Il presidente del Consiglio europeo, Donald Tusk, ha convocato un summit europeo di emergenza per il prossimo 10 aprile, due giorni prima dell'uscita del Regno Unito prevista per il 12 aprile. Oggi era la scadenza concessa da Bruxelles alla Gran Bretagna per approvare un'intesa che le avrebbe consentito di uscire dall'Ue il prossimo 22 maggio. Nel suo discorso in Parlamento prima del voto, la May ha detto che “questa è l'ultima opportunità per salvare la Brexit...la gente ci chiederà perché non avete votato per uscire dall'Ue” e ha invitato i deputati a sostenere il suo accordo "nell'interesse nazionale". La premier ha promesso che il parlamentari avranno un ruolo maggiore nella seconda fase dei negoziati. Per il Regno Unito si apre un'altra settimana di profonda incertezza, e si profila una serie di ipotesi a cui il governo si è sempre opposto. L'esecutivo ha perso il controllo della situazione, e i Comuni tenteranno di trovare una via di uscita la settimana prossima. Prima del voto, il segretario al Commercio con l'Estero, Liam Fox, aveva avvertito i deputati che se l'accordo non fosse passato ci sarebbe stato “un abisso di sfiducia” verso i politici.

 

Lunedì il parlamento si esprimerà nuovamente sulle alternative al piano della May, nessuna delle quali ha trovato una maggioranza lo scorso mercoledì.
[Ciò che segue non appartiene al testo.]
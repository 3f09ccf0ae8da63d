use std::collections::HashMap;

use axum::{
    Extension, Json,
    extract::Query,
    response::{Html, Redirect},
};
use serde_json::{Value, json};
use tracing::{info, warn};

use crate::{
    config, error,
    management::{LedgerStore, TokenManager},
    server::AppState,
    spotify::{self, SpotifyClient},
    types::{Token, User},
    utils,
};

use super::ApiError;

pub async fn login(Extension(state): Extension<AppState>) -> Result<Redirect, ApiError> {
    let code_verifier = utils::generate_code_verifier();
    let code_challenge = utils::generate_code_challenge(&code_verifier);
    let auth_url = spotify::auth::authorization_url(&code_challenge)?;

    state.begin_login(code_verifier).await;

    Ok(Redirect::to(&auth_url))
}

pub async fn callback(
    Query(params): Query<HashMap<String, String>>,
    Extension(state): Extension<AppState>,
) -> Html<&'static str> {
    let Some(code) = params.get("code") else {
        return Html("<h4>Missing authorization code.</h4>");
    };

    let Some(verifier) = state.pending_verifier().await else {
        return Html("<h4>Missing PKCE code verifier.</h4>");
    };

    let token = match spotify::auth::exchange_code_pkce(code, &verifier).await {
        Ok(token) => token,
        Err(e) => {
            warn!("Token exchange failed: {}", e);
            return Html("<h4>Login failed.</h4>");
        }
    };

    let user = match register(token.clone(), state.store.as_ref()).await {
        Ok(user) => user,
        Err(e) => {
            warn!("Registering the user failed: {}", e);
            return Html("<h4>Login failed.</h4>");
        }
    };
    info!("Logged in as {} ({})", user.display_name, user.id);

    state.complete_login(verifier, token).await;

    Html("<h2>Authentication successful.</h2><p>Close browser window.</p>")
}

pub async fn logout() -> Result<Json<Value>, ApiError> {
    TokenManager::clear().await?;
    Ok(Json(json!({ "logged_out": true })))
}

/// Caches the token and creates the user row on first login.
async fn register(token: Token, store: &dyn LedgerStore) -> error::Result<User> {
    let token_manager = TokenManager::new(token);
    token_manager.persist().await?;

    let client = SpotifyClient::new(config::spotify_apiurl()?, token_manager);
    let me = client.current_user().await?;
    let display_name = me.display_name.unwrap_or_else(|| me.id.clone());
    store.register_user(&me.id, &display_name).await
}
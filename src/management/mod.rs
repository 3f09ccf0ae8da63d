mod auth;
mod store;

pub use auth::TokenManager;
pub use auth::is_expired;
pub use store::LedgerChanges;
pub use store::LedgerStore;
pub use store::PlayTally;
pub use store::SqliteStore;
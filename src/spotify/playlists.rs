//! Playlist endpoints: the account's playlists and paged playlist contents.

use crate::{
    error::Result,
    types::{GetUserPlaylistsResponse, Page, PlaylistEntry, PlaylistItemsResponse, UserPlaylist},
};

use super::SpotifyClient;

const PAGE_LIMIT: u32 = 100;
const PLAYLIST_FIELDS: &str = "next,items(track(id,external_ids(isrc)))";

/// Retrieves one page of a playlist's tracks.
///
/// Spotify paginates playlist items with absolute `next` URLs, which are used
/// as the cursor as they are. The ledger drains a playlist by calling this
/// until `next` is `None`.
///
/// # Arguments
///
/// * `client` - Authenticated client; its token is refreshed when stale
/// * `playlist_id` - Spotify playlist id (already validated by the caller)
/// * `cursor` - `next` URL of the previous page, `None` for the first page
///
/// # Returns
///
/// - `Ok(Page<PlaylistEntry>)` - Entries of this page and the next cursor
/// - `Err(Error::AuthExpired)` - The token was rejected
/// - `Err(Error::Upstream)` - Unknown playlist, network failure, or a 502
///   that persisted through the retries
///
/// # Entry Filtering
///
/// - Items without a track (removed or unavailable) are dropped
/// - Local files carry no track id and are dropped
/// - Tracks without an ISRC are kept with `recording_id: None`; the ledger
///   skips them since it keys records by recording
///
/// # API Endpoint
///
/// `GET /playlists/{id}/tracks?fields=next,items(track(id,external_ids(isrc)))&limit=100`
///
/// The `fields` filter keeps the response down to what the ledger needs.
///
/// # Example
///
/// ```
/// let mut cursor = None;
/// loop {
///     let page = playlist_page(&client, "37i9dQZF1DXcBWIGoYBM5M", cursor.as_deref()).await?;
///     println!("{} entries", page.items.len());
///     match page.next {
///         Some(next) => cursor = Some(next),
///         None => break,
///     }
/// }
/// ```
pub async fn playlist_page(
    client: &SpotifyClient,
    playlist_id: &str,
    cursor: Option<&str>,
) -> Result<Page<PlaylistEntry>> {
    let api_url = match cursor {
        Some(next) => next.to_string(),
        None => client.url(&format!(
            "/playlists/{id}/tracks?fields={fields}&limit={limit}",
            id = playlist_id,
            fields = PLAYLIST_FIELDS,
            limit = PAGE_LIMIT
        )),
    };

    let response = client
        .send(|http, token| http.get(&api_url).bearer_auth(token))
        .await?;
    let res = response.json::<PlaylistItemsResponse>().await?;

    let items = res
        .items
        .into_iter()
        .filter_map(|item| item.track)
        .filter_map(|track| {
            let recording_id = track.isrc();
            track.id.map(|track_id| PlaylistEntry {
                recording_id,
                track_id,
            })
        })
        .collect();

    Ok(Page {
        items,
        next: res.next,
    })
}

/// Retrieves all playlists owned or followed by the current account.
///
/// Follows the `next` links of `/me/playlists` until the listing is
/// exhausted, 50 playlists per request. Used by the `playlists` command and
/// the `GET /playlists` route to let the user pick what to track.
///
/// # Arguments
///
/// * `client` - Authenticated client
///
/// # Returns
///
/// - `Ok(Vec<UserPlaylist>)` - Id, name and track count of every playlist,
///   in the order Spotify lists them
/// - `Err(Error::AuthExpired)` / `Err(Error::Upstream)` - as for any request
///
/// # Null Handling
///
/// Spotify occasionally returns `null` entries in the listing; they are
/// skipped. A playlist without a `tracks` object counts as empty.
///
/// # API Endpoint
///
/// `GET /me/playlists?limit=50`
///
/// # Example
///
/// ```
/// for playlist in user_playlists(&client).await? {
///     println!("{} ({} tracks)", playlist.name, playlist.total_tracks);
/// }
/// ```
pub async fn user_playlists(client: &SpotifyClient) -> Result<Vec<UserPlaylist>> {
    let mut api_url = Some(client.url("/me/playlists?limit=50"));
    let mut playlists = Vec::new();

    while let Some(url) = api_url {
        let response = client
            .send(|http, token| http.get(&url).bearer_auth(token))
            .await?;
        let res = response.json::<GetUserPlaylistsResponse>().await?;

        playlists.extend(res.items.into_iter().flatten().map(|p| UserPlaylist {
            id: p.id,
            name: p.name,
            total_tracks: p.tracks.map(|t| t.total).unwrap_or(0),
        }));
        api_url = res.next;
    }

    Ok(playlists)
}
L'ipotesi che aveva ricevuto il maggiore sostegno, quella secondo cui il Regno Unito avrebbe continuato a fare parte dell'unione doganale, potrebbe essere una soluzione. Mercoledì è stata sconfitta con un margine di otto voti, e durante il fine settimana i promotori tenteranno di costruire una maggioranza larga. Se il Parlamento non troverà una soluzione, il Regno Unito sarà obbligato a chiedere una proroga lunga all'Unione europea entro il 12 aprile, e dovrà motivare la sua richiesta. Il governo di Londra dovrà spiegare ai partner europei cosa intende fare durante la proroga per trovare una soluzione alla Brexit, e le ipotesi più accreditate sono nuove elezioni generali oppure un secondo referendum. Se il governo non sarà in grado di proporre una soluzione, il Regno Unito uscirà senza un accordo il 12 aprile. Un'ipotesi alla quale la May si è sempre opposta ma che, fino ad ora, non è stata in grado di scongiurare.